Stored data:
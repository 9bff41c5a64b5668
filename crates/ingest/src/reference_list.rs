use chronicle_core::config::Config;
use chronicle_core::error::{ChronicleError, Result};
use chronicle_core::model::reference_list::ReferenceListResponse;
use chronicle_core::region::reference_list_url;
use chronicle_core::transport::{Method, Transport};
use tracing::{debug, info, warn};

use crate::response::error_reason;

const JSON_HEADERS: &[(&str, &str)] = &[("Content-Type", "application/json")];

pub struct ReferenceListFetcher<T> {
    transport: T,
    config: Config,
}

impl<T: Transport> ReferenceListFetcher<T> {
    pub fn new(transport: T, cfg: &Config) -> Self {
        Self {
            transport,
            config: cfg.clone(),
        }
    }

    /// Trimmed, non-empty lines of `list_name`, in list order.
    pub async fn fetch(&self, list_name: &str) -> Result<Vec<String>> {
        info!(list = list_name, "fetching reference list data");
        let url = reference_list_url(&self.config, list_name)?;

        let resp = self
            .transport
            .request(Method::Get, &url, None, JSON_HEADERS)
            .await
            .map_err(|e| list_error(list_name, None, e.to_string()))?;

        if !resp.is_success() {
            let reason = error_reason(&resp.body);
            warn!(list = list_name, status = resp.status, reason = %reason, "reference list request failed");
            return Err(list_error(list_name, Some(resp.status), reason));
        }

        let body = resp.trimmed_body();
        if body.is_empty() {
            return Ok(Vec::new());
        }
        let parsed: ReferenceListResponse = serde_json::from_slice(body).map_err(|e| {
            list_error(
                list_name,
                Some(resp.status),
                format!("invalid reference list response: {e}"),
            )
        })?;

        let lines = parsed.into_lines();
        debug!(list = list_name, count = lines.len(), "reference list fetched");
        Ok(lines)
    }
}

fn list_error(name: &str, status: Option<u16>, reason: String) -> ChronicleError {
    ChronicleError::ReferenceList {
        name: name.to_string(),
        status,
        reason,
    }
}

■ TASK INSTRUCTIONS:
Give only the number of lines in the entries above that contain the string "Method".

■ TASK RESULT:
2